Mostra de Teatro da UFRJ: dirigir para performar

Com mais de um mês de apresentações, evento reúne projetos de conclusão de curso de alunos de Direção Teatral

Por Tassia Menezes e Vitória Miranda – Fonte: www.ufrj.br

Quando se pensa em graduação na área de Comunicação, vêm logo à mente seus cursos mais tradicionais, como Jornalismo e Publicidade. No entanto, na Escola de Comunicação (ECO) da Universidade Federal do Rio de Janeiro, também é possível estudar Rádio e TV, Produção Editorial e Direção Teatral.
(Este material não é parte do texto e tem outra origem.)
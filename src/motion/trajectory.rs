//! Points, displacements and recorded trajectories

use std::ops::{Add, Sub};

use serde::{Deserialize, Serialize};

/// A 2D point. Serialized as `[x, y]`.
#[derive(Debug, Clone, Copy, PartialEq, Default, Serialize, Deserialize)]
#[serde(from = "[f64; 2]", into = "[f64; 2]")]
pub struct Point {
    pub x: f64,
    pub y: f64,
}

impl Point {
    /// Create a point
    pub const fn new(x: f64, y: f64) -> Self {
        Self { x, y }
    }

    /// Euclidean distance to another point
    pub fn distance(&self, other: &Point) -> f64 {
        (*other - *self).norm()
    }

    /// Round to integer screen coordinates
    pub fn rounded(&self) -> (i32, i32) {
        (self.x.round() as i32, self.y.round() as i32)
    }

    /// Rotate around the origin, counter-clockwise by `degrees`
    pub fn rotated(&self, degrees: f64) -> Point {
        let (sin, cos) = degrees.to_radians().sin_cos();
        Point::new(self.x * cos - self.y * sin, self.x * sin + self.y * cos)
    }
}

impl From<[f64; 2]> for Point {
    fn from([x, y]: [f64; 2]) -> Self {
        Self::new(x, y)
    }
}

impl From<Point> for [f64; 2] {
    fn from(p: Point) -> Self {
        [p.x, p.y]
    }
}

impl From<(i32, i32)> for Point {
    fn from((x, y): (i32, i32)) -> Self {
        Self::new(x as f64, y as f64)
    }
}

impl From<(f64, f64)> for Point {
    fn from((x, y): (f64, f64)) -> Self {
        Self::new(x, y)
    }
}

impl Sub for Point {
    type Output = Displacement;

    fn sub(self, rhs: Point) -> Displacement {
        Displacement::new(self.x - rhs.x, self.y - rhs.y)
    }
}

impl Add<Displacement> for Point {
    type Output = Point;

    fn add(self, rhs: Displacement) -> Point {
        Point::new(self.x + rhs.dx, self.y + rhs.dy)
    }
}

/// Net movement between two points; the lookup key for trajectories
#[derive(Debug, Clone, Copy, PartialEq, Default, Serialize, Deserialize)]
pub struct Displacement {
    pub dx: f64,
    pub dy: f64,
}

impl Displacement {
    /// Create a displacement
    pub const fn new(dx: f64, dy: f64) -> Self {
        Self { dx, dy }
    }

    /// Length of the vector
    pub fn norm(&self) -> f64 {
        self.dx.hypot(self.dy)
    }

    /// Euclidean distance to another displacement
    pub fn distance(&self, other: &Displacement) -> f64 {
        self.distance_squared(other).sqrt()
    }

    /// Squared Euclidean distance to another displacement
    pub fn distance_squared(&self, other: &Displacement) -> f64 {
        let ddx = self.dx - other.dx;
        let ddy = self.dy - other.dy;
        ddx * ddx + ddy * ddy
    }

    /// Component along a k-d tree axis (0 = x, 1 = y)
    pub(crate) fn axis(&self, axis: usize) -> f64 {
        if axis == 0 {
            self.dx
        } else {
            self.dy
        }
    }
}

impl From<(f64, f64)> for Displacement {
    fn from((dx, dy): (f64, f64)) -> Self {
        Self::new(dx, dy)
    }
}

/// A recorded mouse path with at least two points.
///
/// Coordinates are relative; the first point need not be the origin.
#[derive(Debug, Clone, PartialEq)]
pub struct Trajectory {
    points: Vec<Point>,
}

impl Trajectory {
    /// Wrap a point sequence; `None` for fewer than two points
    pub fn new(points: Vec<Point>) -> Option<Self> {
        if points.len() < 2 {
            return None;
        }
        Some(Self { points })
    }

    /// Waypoints
    pub fn points(&self) -> &[Point] {
        &self.points
    }

    /// Number of waypoints
    pub fn len(&self) -> usize {
        self.points.len()
    }

    /// Never true for a constructed trajectory
    pub fn is_empty(&self) -> bool {
        self.points.is_empty()
    }

    /// Last point minus first point
    pub fn displacement(&self) -> Displacement {
        self.points[self.points.len() - 1] - self.points[0]
    }

    /// Total arc length
    pub fn length(&self) -> f64 {
        self.points
            .windows(2)
            .map(|pair| pair[0].distance(&pair[1]))
            .sum()
    }

    /// Rotate every point around the origin
    pub fn rotated(&self, degrees: f64) -> Trajectory {
        Trajectory {
            points: self.points.iter().map(|p| p.rotated(degrees)).collect(),
        }
    }

    /// Centred moving-average smoothing; the window shrinks at the ends.
    ///
    /// Paths shorter than the window are returned unchanged.
    pub fn smoothed(&self, window: usize) -> Trajectory {
        if window < 2 || self.points.len() < window {
            return self.clone();
        }

        let half = window / 2;
        let n = self.points.len();
        let points = (0..n)
            .map(|i| {
                let lo = i.saturating_sub(half);
                let hi = (i + half + 1).min(n);
                let slice = &self.points[lo..hi];
                let count = slice.len() as f64;
                let (sx, sy) = slice.iter().fold((0.0, 0.0), |(sx, sy), p| (sx + p.x, sy + p.y));
                Point::new(sx / count, sy / count)
            })
            .collect();

        Trajectory { points }
    }

    /// Place the path so its first point lands on `start`
    pub fn anchored_at(&self, start: Point) -> Vec<Point> {
        let origin = self.points[0];
        self.points.iter().map(|&p| start + (p - origin)).collect()
    }
}

#[cfg(test)]
mod tests {
    use super::*;

    fn path(points: &[(f64, f64)]) -> Trajectory {
        Trajectory::new(points.iter().map(|&p| Point::from(p)).collect()).unwrap()
    }

    #[test]
    fn test_displacement_uses_first_and_last_points() {
        let t = path(&[(0.0, 0.0), (10.0, 5.0), (20.0, 20.0)]);
        assert_eq!(t.displacement(), Displacement::new(20.0, 20.0));

        let offset = path(&[(5.0, 5.0), (9.0, 1.0), (8.0, 12.0)]);
        assert_eq!(offset.displacement(), Displacement::new(3.0, 7.0));
    }

    #[test]
    fn test_single_point_rejected() {
        assert!(Trajectory::new(vec![Point::new(1.0, 1.0)]).is_none());
        assert!(Trajectory::new(Vec::new()).is_none());
    }

    #[test]
    fn test_length() {
        let t = path(&[(0.0, 0.0), (3.0, 4.0), (3.0, 10.0)]);
        assert!((t.length() - 11.0).abs() < 1e-12);
    }

    #[test]
    fn test_rotation() {
        let t = path(&[(0.0, 0.0), (10.0, 0.0)]).rotated(90.0);
        let d = t.displacement();
        assert!(d.dx.abs() < 1e-9);
        assert!((d.dy - 10.0).abs() < 1e-9);
    }

    #[test]
    fn test_smoothing_moving_average() {
        let t = path(&[(0.0, 0.0), (3.0, 3.0), (6.0, 0.0), (9.0, 3.0)]);
        let s = t.smoothed(3);
        assert_eq!(s.len(), 4);
        assert_eq!(s.points()[0], Point::new(1.5, 1.5));
        assert_eq!(s.points()[1], Point::new(3.0, 1.0));

        let short = path(&[(0.0, 0.0), (1.0, 1.0)]);
        assert_eq!(short.smoothed(3), short);
    }

    #[test]
    fn test_anchored_at() {
        let t = path(&[(2.0, 2.0), (4.0, 3.0), (12.0, 2.0)]);
        let abs = t.anchored_at(Point::new(100.0, 50.0));
        assert_eq!(abs[0], Point::new(100.0, 50.0));
        assert_eq!(abs[2], Point::new(110.0, 50.0));
    }

    #[test]
    fn test_point_serde_as_pair() {
        let json = serde_json::to_string(&Point::new(1.5, -2.0)).unwrap();
        assert_eq!(json, "[1.5,-2.0]");
        let p: Point = serde_json::from_str("[3, 4]").unwrap();
        assert_eq!(p, Point::new(3.0, 4.0));
    }
}
//! Color parsing and matching
//!
//! Target colors are matched by Euclidean RGB distance. Exclusion markers use
//! hard per-channel thresholds instead, so both rules implement
//! [`PixelPredicate`] and the selector does not care which one it is given.

use std::fmt;
use std::str::FromStr;

use image::{Rgb, RgbImage};
use serde::{Deserialize, Serialize};

use super::frame::PixelMask;
use super::VisionError;

/// An RGB color
#[derive(Debug, Clone, Copy, PartialEq, Eq, Hash, Default, Serialize, Deserialize)]
#[serde(try_from = "String", into = "String")]
pub struct Color {
    pub r: u8,
    pub g: u8,
    pub b: u8,
}

impl Color {
    /// Create a color from its channels
    pub const fn new(r: u8, g: u8, b: u8) -> Self {
        Self { r, g, b }
    }

    /// Parse `RRGGBB` or `RRGGBBAA`, with or without a leading `#`.
    ///
    /// The alpha byte of an 8-digit string is accepted and ignored.
    pub fn from_hex(hex: &str) -> Result<Self, VisionError> {
        let digits = hex.strip_prefix('#').unwrap_or(hex);

        if !(digits.len() == 6 || digits.len() == 8) || !digits.chars().all(|c| c.is_ascii_hexdigit())
        {
            return Err(VisionError::InvalidColorFormat(hex.to_string()));
        }

        let channel = |i: usize| {
            u8::from_str_radix(&digits[i..i + 2], 16)
                .map_err(|_| VisionError::InvalidColorFormat(hex.to_string()))
        };

        Ok(Self::new(channel(0)?, channel(2)?, channel(4)?))
    }

    /// Uppercase `RRGGBB` representation
    pub fn to_hex(&self) -> String {
        format!("{:02X}{:02X}{:02X}", self.r, self.g, self.b)
    }

    /// Squared Euclidean distance between two colors
    pub fn distance_squared(&self, other: &Color) -> u32 {
        let dr = self.r as i32 - other.r as i32;
        let dg = self.g as i32 - other.g as i32;
        let db = self.b as i32 - other.b as i32;
        (dr * dr + dg * dg + db * db) as u32
    }

    /// Euclidean distance between two colors
    pub fn distance(&self, other: &Color) -> f64 {
        (self.distance_squared(other) as f64).sqrt()
    }

    /// Whether `other` lies within `tolerance` of this color
    pub fn matches(&self, other: &Color, tolerance: f64) -> bool {
        within(self.distance_squared(other), tolerance)
    }
}

impl From<[u8; 3]> for Color {
    fn from(rgb: [u8; 3]) -> Self {
        Self::new(rgb[0], rgb[1], rgb[2])
    }
}

impl From<(u8, u8, u8)> for Color {
    fn from((r, g, b): (u8, u8, u8)) -> Self {
        Self::new(r, g, b)
    }
}

impl From<Rgb<u8>> for Color {
    fn from(pixel: Rgb<u8>) -> Self {
        Self::new(pixel[0], pixel[1], pixel[2])
    }
}

impl FromStr for Color {
    type Err = VisionError;

    fn from_str(s: &str) -> Result<Self, Self::Err> {
        Self::from_hex(s)
    }
}

impl TryFrom<String> for Color {
    type Error = VisionError;

    fn try_from(value: String) -> Result<Self, Self::Error> {
        Self::from_hex(&value)
    }
}

impl From<Color> for String {
    fn from(color: Color) -> Self {
        color.to_hex()
    }
}

impl fmt::Display for Color {
    fn fmt(&self, f: &mut fmt::Formatter<'_>) -> fmt::Result {
        write!(f, "#{}", self.to_hex())
    }
}

/// Tolerance test on a squared distance. A negative tolerance matches nothing.
fn within(distance_squared: u32, tolerance: f64) -> bool {
    tolerance >= 0.0 && distance_squared as f64 <= tolerance * tolerance
}

/// Whether a pixel matches a target color within tolerance
pub fn matches(pixel: Color, target: Color, tolerance: f64) -> bool {
    pixel.matches(&target, tolerance)
}

/// Mask of every pixel within `tolerance` of `target`
pub fn find_all(frame: &RgbImage, target: Color, tolerance: f64) -> PixelMask {
    mask_where(frame, &ToleranceMatch::new(target, tolerance))
}

/// Mask of every pixel accepted by `predicate`
pub fn mask_where<P: PixelPredicate + ?Sized>(frame: &RgbImage, predicate: &P) -> PixelMask {
    let (width, height) = frame.dimensions();
    PixelMask::from_fn(width, height, |x, y| {
        predicate.accepts(Color::from(*frame.get_pixel(x, y)))
    })
}

/// A per-pixel color test
pub trait PixelPredicate {
    /// Whether the pixel is accepted
    fn accepts(&self, pixel: Color) -> bool;
}

impl<F> PixelPredicate for F
where
    F: Fn(Color) -> bool,
{
    fn accepts(&self, pixel: Color) -> bool {
        self(pixel)
    }
}

/// Euclidean-distance match against one target color
#[derive(Debug, Clone, Copy, PartialEq)]
pub struct ToleranceMatch {
    pub target: Color,
    pub tolerance: f64,
}

impl ToleranceMatch {
    /// Create a tolerance matcher
    pub fn new(target: Color, tolerance: f64) -> Self {
        Self { target, tolerance }
    }
}

impl PixelPredicate for ToleranceMatch {
    fn accepts(&self, pixel: Color) -> bool {
        within(pixel.distance_squared(&self.target), self.tolerance)
    }
}

/// Hard channel thresholds: green above `min_green`, red and blue below
/// their maxima (all strict).
///
/// The default describes the bright-green combat marker drawn next to
/// monsters that are already engaged.
#[derive(Debug, Clone, Copy, PartialEq, Eq, Serialize, Deserialize)]
pub struct ChannelThreshold {
    pub min_green: u8,
    pub max_red: u8,
    pub max_blue: u8,
}

impl Default for ChannelThreshold {
    fn default() -> Self {
        Self {
            min_green: 200,
            max_red: 20,
            max_blue: 20,
        }
    }
}

impl PixelPredicate for ChannelThreshold {
    fn accepts(&self, pixel: Color) -> bool {
        pixel.g > self.min_green && pixel.r < self.max_red && pixel.b < self.max_blue
    }
}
Esse último, com a entrada de apenas 15 estudantes por ano letivo, existe desde 1994. Neste ano realiza a XXII Mostra de Teatro da UFRJ, evento que ao mesmo tempo é o projeto de formatura dos alunos e um modelo de integração entre cursos e instituições.

Com mais de um mês de apresentações, a mostra iniciou sua programação em 11/11 e segue até 17/12. Ao longo de mais de um mês, dezesseis espetáculos reúnem, na Sala Vianninha, no Palácio Universitário, os trabalhos dos alunos de Direção Teatral, um projeto de encenação dos estudantes do Colégio de Aplicação (Cap) da UFRJ e uma apresentação curta dos estudos de Shakespeare.
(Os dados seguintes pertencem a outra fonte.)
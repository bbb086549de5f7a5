//! Frame handling
//!
//! Receives raw pixel buffers from the screen-capture collaborator, turns
//! them into RGB frames, and provides the boolean masks and the area-based
//! downsampling used by target selection.

use image::{GrayImage, ImageBuffer, Luma, RgbImage};

use super::VisionError;

/// Build an RGB frame from a raw RGBA buffer (alpha is dropped)
pub fn frame_from_rgba(frame_data: &[u8], width: u32, height: u32) -> Result<RgbImage, VisionError> {
    frame_from_raw(frame_data, width, height, 4)
}

/// Build an RGB frame from a raw, tightly packed RGB buffer
pub fn frame_from_rgb(frame_data: &[u8], width: u32, height: u32) -> Result<RgbImage, VisionError> {
    frame_from_raw(frame_data, width, height, 3)
}

fn frame_from_raw(
    frame_data: &[u8],
    width: u32,
    height: u32,
    channels: usize,
) -> Result<RgbImage, VisionError> {
    // Validate frame data size
    let expected_size = width as usize * height as usize * channels;
    if frame_data.len() != expected_size {
        return Err(VisionError::InvalidFrameData);
    }

    let rgb: Vec<u8> = if channels == 3 {
        frame_data.to_vec()
    } else {
        frame_data
            .chunks_exact(channels)
            .flat_map(|px| [px[0], px[1], px[2]])
            .collect()
    };

    ImageBuffer::from_raw(width, height, rgb).ok_or(VisionError::InvalidFrameData)
}

/// Shrink a frame by an integer factor, averaging each `factor x factor` block.
///
/// Trailing rows/columns that do not fill a whole block are dropped. A factor
/// of 1 returns a copy of the input.
pub fn downsample(frame: &RgbImage, factor: u32) -> Result<RgbImage, VisionError> {
    if factor == 0 {
        return Err(VisionError::InvalidDownsampleFactor(factor));
    }
    if factor == 1 {
        return Ok(frame.clone());
    }

    let (width, height) = frame.dimensions();
    let out_width = width / factor;
    let out_height = height / factor;
    let area = factor * factor;

    let image = ImageBuffer::from_fn(out_width, out_height, |ox, oy| {
        let mut sums = [0u32; 3];
        for y in oy * factor..(oy + 1) * factor {
            for x in ox * factor..(ox + 1) * factor {
                let pixel = frame.get_pixel(x, y);
                sums[0] += pixel[0] as u32;
                sums[1] += pixel[1] as u32;
                sums[2] += pixel[2] as u32;
            }
        }
        // Round to nearest
        image::Rgb([
            ((sums[0] + area / 2) / area) as u8,
            ((sums[1] + area / 2) / area) as u8,
            ((sums[2] + area / 2) / area) as u8,
        ])
    });

    Ok(image)
}

/// Map a coordinate in a downsampled frame back to the centre of its block
/// in the original resolution
pub fn upsample_point(point: (u32, u32), factor: u32) -> (u32, u32) {
    if factor <= 1 {
        return point;
    }
    (
        point.0 * factor + factor / 2,
        point.1 * factor + factor / 2,
    )
}

/// Boolean grid with the same dimensions as the frame it was computed from
#[derive(Debug, Clone, PartialEq, Eq)]
pub struct PixelMask {
    width: u32,
    height: u32,
    cells: Vec<bool>,
}

impl PixelMask {
    /// Create an all-false mask
    pub fn new(width: u32, height: u32) -> Self {
        Self {
            width,
            height,
            cells: vec![false; width as usize * height as usize],
        }
    }

    /// Create a mask by evaluating `f` at every coordinate
    pub fn from_fn<F>(width: u32, height: u32, mut f: F) -> Self
    where
        F: FnMut(u32, u32) -> bool,
    {
        let mut cells = Vec::with_capacity(width as usize * height as usize);
        for y in 0..height {
            for x in 0..width {
                cells.push(f(x, y));
            }
        }
        Self {
            width,
            height,
            cells,
        }
    }

    /// Mask dimensions
    pub fn dimensions(&self) -> (u32, u32) {
        (self.width, self.height)
    }

    /// Value at (x, y); out-of-bounds reads are false
    pub fn get(&self, x: u32, y: u32) -> bool {
        if x < self.width && y < self.height {
            self.cells[self.offset(x, y)]
        } else {
            false
        }
    }

    /// Set the value at (x, y). Out-of-bounds writes are ignored.
    pub fn set(&mut self, x: u32, y: u32, value: bool) {
        if x < self.width && y < self.height {
            let offset = self.offset(x, y);
            self.cells[offset] = value;
        }
    }

    /// Number of true cells
    pub fn count(&self) -> usize {
        self.cells.iter().filter(|&&c| c).count()
    }

    /// Whether no cell is set
    pub fn is_empty(&self) -> bool {
        !self.cells.iter().any(|&c| c)
    }

    /// Coordinates of all true cells in row-major order
    pub fn coordinates(&self) -> Vec<(u32, u32)> {
        self.cells
            .iter()
            .enumerate()
            .filter(|(_, &c)| c)
            .map(|(i, _)| ((i % self.width as usize) as u32, (i / self.width as usize) as u32))
            .collect()
    }

    /// Render as a binary grayscale image (255 = set) for imageproc operators
    pub fn to_gray_image(&self) -> GrayImage {
        ImageBuffer::from_fn(self.width, self.height, |x, y| {
            if self.get(x, y) {
                Luma([255u8])
            } else {
                Luma([0u8])
            }
        })
    }

    fn offset(&self, x: u32, y: u32) -> usize {
        y as usize * self.width as usize + x as usize
    }
}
Como é um evento de grandes proporções, a mostra deste ano contou com a parceria da Universidade Federal do Estado do Rio de Janeiro (Unirio) e outros cursos da UFRJ, já que cada equipe possui, no mínimo, 10 pessoas de diferentes funções. Alunos do curso de Artes Cênicas da Unirio participam como atores das apresentações e ganham horas complementares. Já os de Cenografia e Indumentária da Escola de Belas Artes (EBA) e de Dança da Escola de Educação Física e Desportos (EEFD) da UFRJ recebem horas de extensão como retorno de participação. A diretora também costuma convidar outros interessados em participar.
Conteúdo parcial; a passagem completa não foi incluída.